I am incomplete. I am a shadow of a creation of purity and innocence. I am the evil removed to acheive an instrument of goodness, removed and given flesh. I feel only the dark side of existence, all the rage and fury. Even sadness eludes me. To feed the hatred, to give in to my rages, does not bring me joy either. It is merely that the rage is gone, there is nothing. To feel nothing is nearly the best I can feel.
Mine and Serpent's spirits remember, though. When we are together our spirits try to reunite, allowing a small part of each of us to be shared. In my brother's embrace I can feel sadness, but it is fleeting at best. To remain there too long courts with danger, I risk losing myself completely back within him, but he is the nearest I come to feeling love.
Spider... I respect him. He keenly undersands my nature and how to use it, and yet he can be so confining! Perhaps it is for my best, but I think of him like an enraged animal thinks of its cager. I cannot often get beyond that.
Hellborn is my nearest kindred spirit. His passion runs deep, and he longs to be free as I do. We both let our emotions rule, and they are our strength.
Topaz is a dangerous beauty, cunning and deceptive in evil ways even I and Hellborn cannot conceive. She cannot be trusted, and yet she so easily coerces me! We are all meaningless puppets to her, tools for her to gain what she wishes. She is devious, and yet irresistable.
Garnet is truly beautiful, a treasure. She is the sum of all the beliefs and teachings of Spider and Draco. I have never seen her angry, never hateful. She looks at me with kind eyes... then I hate her... and I don't know why.

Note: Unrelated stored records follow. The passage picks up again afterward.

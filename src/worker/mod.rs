//! Worker-side pieces: identity for the claim protocol and the shell
//! job handler used by the node binary.
//!
//! A worker here is not a long-lived process but one claim session —
//! identity is minted per scan, and expiry is judged by comparing the
//! id's embedded timestamp against a threshold, so a crashed or stuck
//! worker needs no explicit deregistration.

pub mod executor;
pub mod ident;

pub use executor::ShellExecutor;
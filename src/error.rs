use thiserror::Error;

#[derive(Error, Debug)]
pub enum ChimeError {
    #[error("Invalid job: {0}")]
    InvalidJob(String),

    #[error("Invalid arguments: {0}")]
    InvalidArguments(String),

    #[error("Job not found: {0}")]
    NotFound(String),

    #[error("Duplicate key: {0}")]
    DuplicateKey(String),

    #[error("Invalid schedule: {0}")]
    InvalidSchedule(String),

    #[error("Database error: {0}")]
    Database(#[from] rusqlite::Error),

    #[error("Serialization error: {0}")]
    Serialize(#[from] serde_json::Error),
}

pub type Result<T> = std::result::Result<T, ChimeError>;
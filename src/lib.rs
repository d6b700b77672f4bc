//! `chime` — a distributed, database-backed job scheduler.
//!
//! Multiple process instances share one job table in a transactional
//! store and cooperatively execute scheduled work. Each node scans for
//! jobs whose due time has arrived, atomically claims a worker permit
//! with a conditional single-row update, runs the registered handler,
//! and reschedules or removes the job according to its recurrence
//! specification. At-least-once execution per scheduled occurrence,
//! at-most-one concurrent holder per permit.

pub mod config;
pub mod dashboard;
pub mod error;
pub mod scheduler;
pub mod shutdown;
pub mod store;
pub mod worker;

pub use config::{DefaultOverrides, JobDefaults, SchedulerConfig};
pub use error::{ChimeError, Result};
pub use scheduler::{
    record_id, HandlerError, Job, JobContext, JobHandler, JobRecord, JobSelector, JobSpec, Meta,
    ScanRequest, ScheduleOptions, Scheduler, TypeOptions,
};
pub use store::{JobStore, SqliteStore};
pub use worker::ident::{create_worker_id, encode_expired_threshold};
//! Sink Dispatcher - maps logical output channels onto external sinks
//!
//! The engine only ever talks to [`SinkDispatcher`]; what sits behind a
//! channel (a Kafka topic, an in-memory buffer, the log) is decided when the
//! dispatcher is built.

pub mod counters;
pub mod dispatcher;
pub mod log;
pub mod memory;
pub mod retry;

use std::fmt;

use async_trait::async_trait;
use serde::{Deserialize, Serialize};

use crate::error::SinkError;

pub use counters::{CounterSnapshot, DispatchCounters};
pub use dispatcher::SinkDispatcher;
pub use log::LogSink;
pub use memory::MemorySink;
pub use retry::RetryPolicy;

/// Logical output channels.
#[derive(Debug, Clone, Copy, PartialEq, Eq, Hash, Serialize, Deserialize)]
pub enum Channel {
    #[serde(rename = "accepted")]
    Accepted,
    #[serde(rename = "dead-letter")]
    DeadLetter,
    #[serde(rename = "aggregate-result")]
    AggregateResult,
}

impl Channel {
    pub const ALL: [Channel; 3] = [
        Channel::Accepted,
        Channel::DeadLetter,
        Channel::AggregateResult,
    ];

    pub fn as_str(&self) -> &'static str {
        match self {
            Channel::Accepted => "accepted",
            Channel::DeadLetter => "dead-letter",
            Channel::AggregateResult => "aggregate-result",
        }
    }
}

impl fmt::Display for Channel {
    fn fmt(&self, f: &mut fmt::Formatter<'_>) -> fmt::Result {
        f.write_str(self.as_str())
    }
}

/// An external destination for `(key, value)` pairs.
///
/// Implementations must be safe to call from several partition workers at
/// once. Writes issued sequentially by one caller must be applied in order.
#[async_trait]
pub trait Sink: Send + Sync {
    /// Write one pair. Return [`SinkError::Transient`] for failures worth
    /// retrying and [`SinkError::Fatal`] otherwise.
    async fn write(&self, key: &str, value: &str) -> Result<(), SinkError>;

    /// Push out anything buffered. Called once while the engine drains.
    async fn flush(&self) -> Result<(), SinkError> {
        Ok(())
    }
}
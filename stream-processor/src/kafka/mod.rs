// Kafka module - binds the engine to topics: consumer source, producer sink, topic bootstrap
pub mod admin;
pub mod sink;
pub mod source;

use rdkafka::ClientConfig;

pub use admin::ensure_topics;
pub use sink::KafkaSink;
pub use source::KafkaSource;

/// Builds `ClientConfig`s with the defaults used by this service.
pub struct ClientConfigBuilder {
    config: ClientConfig,
}

impl ClientConfigBuilder {
    /// Group consumer that never commits on its own. Offsets are committed by
    /// [`KafkaSource`] from what the engine reports as processed.
    pub fn for_consumer(bootstrap_servers: &str, group_id: &str) -> Self {
        let mut config = ClientConfig::new();

        config
            .set("bootstrap.servers", bootstrap_servers)
            .set("group.id", group_id)
            .set("enable.auto.offset.store", "false")
            .set("enable.auto.commit", "false")
            .set("socket.timeout.ms", "10000")
            .set("session.timeout.ms", "60000")
            .set("heartbeat.interval.ms", "5000")
            .set("max.poll.interval.ms", "300000");

        Self { config }
    }

    /// Producer with idempotence on, so broker-side retries keep per-partition order.
    pub fn for_producer(bootstrap_servers: &str) -> Self {
        let mut config = ClientConfig::new();

        config
            .set("bootstrap.servers", bootstrap_servers)
            .set("enable.idempotence", "true")
            .set("linger.ms", "20")
            .set("compression.codec", "snappy");

        Self { config }
    }

    pub fn for_admin(bootstrap_servers: &str) -> Self {
        let mut config = ClientConfig::new();
        config.set("bootstrap.servers", bootstrap_servers);
        Self { config }
    }

    /// Enable TLS/SSL for Kafka connection
    pub fn with_tls(mut self, enabled: bool) -> Self {
        if enabled {
            self.config
                .set("security.protocol", "ssl")
                .set("enable.ssl.certificate.verification", "false");
        }
        self
    }

    /// Override offset reset policy (consumers only)
    pub fn with_offset_reset(mut self, policy: &str) -> Self {
        self.config.set("auto.offset.reset", policy);
        self
    }

    pub fn with_message_timeout(mut self, timeout_ms: u128) -> Self {
        self.config
            .set("message.timeout.ms", timeout_ms.to_string());
        self
    }

    pub fn build(self) -> ClientConfig {
        self.config
    }
}
#![allow(dead_code)]

use std::sync::Arc;
use std::time::Duration;

use stream_processor::engine::PartitionWorkerConfig;
use stream_processor::pipelines::{AggregateSettings, AggregateTopology, FilterRejectTopology};
use stream_processor::sink::{Channel, MemorySink, RetryPolicy, SinkDispatcher};
use stream_processor::store::{KeyedAggregateStore, SnapshotFile};
use stream_processor::PipelineEngine;

pub fn fast_policy(max_attempts: u32) -> RetryPolicy {
    RetryPolicy::build(2, Duration::from_millis(1))
        .maximum_interval(Duration::from_millis(5))
        .max_attempts(max_attempts)
        .provide()
}

pub fn forbidden_words() -> Vec<String> {
    vec!["HACK".to_string(), "SPAM".to_string(), "XXX".to_string()]
}

pub struct TextHarness {
    pub engine: PipelineEngine,
    pub accepted: Arc<MemorySink>,
    pub dead_letter: Arc<MemorySink>,
}

pub fn text_engine(max_attempts: u32) -> TextHarness {
    let accepted = Arc::new(MemorySink::new());
    let dead_letter = Arc::new(MemorySink::new());
    let dispatcher = SinkDispatcher::new(fast_policy(max_attempts))
        .with_sink(Channel::Accepted, accepted.clone())
        .with_sink(Channel::DeadLetter, dead_letter.clone());

    let engine = PipelineEngine::new(
        Arc::new(FilterRejectTopology::new(forbidden_words(), 100)),
        dispatcher,
        PartitionWorkerConfig {
            channel_buffer_size: 16,
        },
    );

    TextHarness {
        engine,
        accepted,
        dead_letter,
    }
}

pub struct WeatherHarness {
    pub engine: PipelineEngine,
    pub store: Arc<KeyedAggregateStore>,
    pub results: Arc<MemorySink>,
    pub dead_letter: Arc<MemorySink>,
}

pub fn weather_engine(snapshot: Option<SnapshotFile>) -> WeatherHarness {
    let store = Arc::new(KeyedAggregateStore::new());
    let results = Arc::new(MemorySink::new());
    let dead_letter = Arc::new(MemorySink::new());
    let dispatcher = SinkDispatcher::new(fast_policy(3))
        .with_sink(Channel::AggregateResult, results.clone())
        .with_sink(Channel::DeadLetter, dead_letter.clone());

    let topology = AggregateTopology::new(store.clone(), AggregateSettings::default());
    let engine = PipelineEngine::new(
        Arc::new(topology),
        dispatcher,
        PartitionWorkerConfig {
            channel_buffer_size: 16,
        },
    )
    .with_store(store.clone());
    let engine = match snapshot {
        Some(file) => engine.with_snapshot_file(file),
        None => engine,
    };

    WeatherHarness {
        engine,
        store,
        results,
        dead_letter,
    }
}

/// Poll `condition` until it holds or a second has passed.
pub async fn wait_for(mut condition: impl FnMut() -> bool) -> bool {
    for _ in 0..200 {
        if condition() {
            return true;
        }
        tokio::time::sleep(Duration::from_millis(5)).await;
    }
    condition()
}
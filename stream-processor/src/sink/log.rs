use async_trait::async_trait;
use tracing::info;

use crate::error::SinkError;
use crate::sink::Sink;

/// Writes every pair to the log. Used for dry runs without a producer.
#[derive(Debug, Clone)]
pub struct LogSink {
    destination: String,
}

impl LogSink {
    pub fn new(destination: impl Into<String>) -> Self {
        Self {
            destination: destination.into(),
        }
    }
}

#[async_trait]
impl Sink for LogSink {
    async fn write(&self, key: &str, value: &str) -> Result<(), SinkError> {
        info!(
            destination = %self.destination,
            key = key,
            value = value,
            "Emitting record"
        );
        Ok(())
    }
}
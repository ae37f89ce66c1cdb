//! Types flowing through the pipeline.
//!
//! A [`Record`] is what the ingestion side hands to the engine. Everything else
//! in this module is derived from a record by the stage functions in
//! [`crate::stages`] or by the aggregate store.

use serde::{Deserialize, Serialize};

/// An input record as delivered by the ingestion collaborator.
///
/// Records are immutable once produced. The engine owns a record for the
/// duration of one pipeline pass and then moves it to the sink it is routed to.
#[derive(Debug, Clone, PartialEq, Eq, Serialize, Deserialize)]
pub struct Record {
    pub key: String,
    pub value: String,
    pub partition: i32,
    pub offset: i64,
}

impl Record {
    pub fn new(
        key: impl Into<String>,
        value: impl Into<String>,
        partition: i32,
        offset: i64,
    ) -> Self {
        Self {
            key: key.into(),
            value: value.into(),
            partition,
            offset,
        }
    }

    /// Position of this record in its partition
    pub fn position(&self) -> KeyPosition {
        KeyPosition {
            partition: self.partition,
            offset: self.offset,
        }
    }
}

/// Input position that produced an aggregate update.
#[derive(Debug, Clone, Copy, PartialEq, Eq, Hash, Serialize, Deserialize)]
pub struct KeyPosition {
    pub partition: i32,
    pub offset: i64,
}

/// A weather reading parsed from a delimited record value.
#[derive(Debug, Clone, PartialEq, Serialize, Deserialize)]
pub struct ParsedEvent {
    pub station: String,
    pub temperature_c: f64,
    pub humidity: f64,
}

/// Why a record was rejected.
#[derive(Debug, Clone, Copy, PartialEq, Eq, Hash, Serialize, Deserialize)]
#[serde(rename_all = "snake_case")]
pub enum RejectReason {
    Empty,
    ForbiddenWord,
    TooLong,
    ParseFailure,
}

impl RejectReason {
    /// Stable label used in metrics and logs
    pub fn as_str(&self) -> &'static str {
        match self {
            RejectReason::Empty => "empty",
            RejectReason::ForbiddenWord => "forbidden_word",
            RejectReason::TooLong => "too_long",
            RejectReason::ParseFailure => "parse_failure",
        }
    }
}

impl std::fmt::Display for RejectReason {
    fn fmt(&self, f: &mut std::fmt::Formatter<'_>) -> std::fmt::Result {
        f.write_str(self.as_str())
    }
}

/// Result of validating a cleaned value.
#[derive(Debug, Clone, PartialEq, Eq)]
pub enum ValidationOutcome {
    Valid(String),
    Rejected(RejectReason),
}

impl ValidationOutcome {
    pub fn is_valid(&self) -> bool {
        matches!(self, ValidationOutcome::Valid(_))
    }
}

/// Running sums for one key.
///
/// `count` only ever grows, so averages are defined as zero until the first
/// update lands.
#[derive(Debug, Clone, Copy, Default, PartialEq, Serialize, Deserialize)]
pub struct AggregateState {
    pub sum_metric_a: f64,
    pub sum_metric_b: f64,
    pub count: i64,
}

impl AggregateState {
    pub fn add(&mut self, metric_a: f64, metric_b: f64) {
        self.sum_metric_a += metric_a;
        self.sum_metric_b += metric_b;
        self.count += 1;
    }

    /// `(avg_a, avg_b)`, or `(0, 0)` for an empty state
    pub fn average(&self) -> (f64, f64) {
        if self.count == 0 {
            (0.0, 0.0)
        } else {
            let count = self.count as f64;
            (self.sum_metric_a / count, self.sum_metric_b / count)
        }
    }
}
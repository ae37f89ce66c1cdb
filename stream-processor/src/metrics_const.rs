// ==== Routing metrics ====
/// Counter for routing outcomes, labelled by pipeline, outcome and reject reason
pub const RECORDS_OUTCOME_COUNTER: &str = "records_outcome_total";

/// Counter for records submitted to the engine
pub const RECORDS_SUBMITTED_COUNTER: &str = "records_submitted_total";

/// Histogram for the time spent running one record through its topology and sinks
pub const RECORD_PROCESSING_DURATION_MS: &str = "record_processing_duration_ms";

// ==== Sink metrics ====
/// Counter for sink write attempts that failed and were retried
pub const SINK_RETRIES_COUNTER: &str = "sink_retries_total";

/// Counter for sink writes that failed for good (fatal error or retries exhausted)
pub const SINK_WRITE_FAILURES_COUNTER: &str = "sink_write_failures_total";

/// Histogram for a single sink write attempt
pub const SINK_WRITE_DURATION_MS: &str = "sink_write_duration_ms";

// ==== Engine metrics ====
/// Gauge for the engine state (0 created, 1 running, 2 draining, 3 stopped)
pub const ENGINE_STATE_GAUGE: &str = "engine_state";

/// Gauge for the number of live partition workers
pub const ACTIVE_PARTITION_WORKERS_GAUGE: &str = "active_partition_workers";

/// Counter for partitions halted after a fatal sink error
pub const PARTITIONS_HALTED_COUNTER: &str = "partitions_halted_total";

/// Counter for submissions that had to wait for room in a partition queue
pub const PARTITION_BACKPRESSURE_COUNTER: &str = "partition_backpressure_total";

// ==== Store metrics ====
/// Gauge for the number of keys held by the aggregate store
pub const AGGREGATE_STORE_KEYS_GAUGE: &str = "aggregate_store_keys";

/// Counter for snapshot writes, labelled by status (success/failure)
pub const STORE_SNAPSHOTS_COUNTER: &str = "store_snapshots_total";

// ==== Kafka metrics ====
/// Counter for consumed payloads that were not valid UTF-8 and were decoded lossily
pub const RECORDS_LOSSY_DECODED_COUNTER: &str = "records_lossy_decoded_total";

/// Histogram for a single Kafka produce call, labelled by topic and status
pub const PRODUCER_SEND_DURATION_MS: &str = "producer_send_duration_ms";

/// Counter for consumer errors returned by the broker client
pub const KAFKA_CONSUMER_ERRORS_COUNTER: &str = "kafka_consumer_errors_total";

/// Counter for offset commits, labelled by status (success/failure)
pub const OFFSET_COMMITS_COUNTER: &str = "offset_commits_total";
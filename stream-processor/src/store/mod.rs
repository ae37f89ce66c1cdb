pub mod aggregate_store;
pub mod snapshot;

pub use aggregate_store::{Applied, KeyEntry, KeyedAggregateStore};
pub use snapshot::{SnapshotError, SnapshotFile, StoreSnapshot};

Antony is an interesting, but confusing, creature. One moment he is joyful, and the next he's raving with anger. He is unpredictable, but so strong and severe in his emotions and actions. It is like Draco says, "a flip of a coin."
Draco... is dearer to me than my twin, who causes me so much pain. This ancient has fought with his rage, his hatred, and now it only rarely emerges. It was a long struggle, but he has control. Thus he understands. When Spider gave up on me, Draco himself refused to. It is now through Draco I can calm myself enough for written expression, and he is the reason I now feel... closer to being a whole person.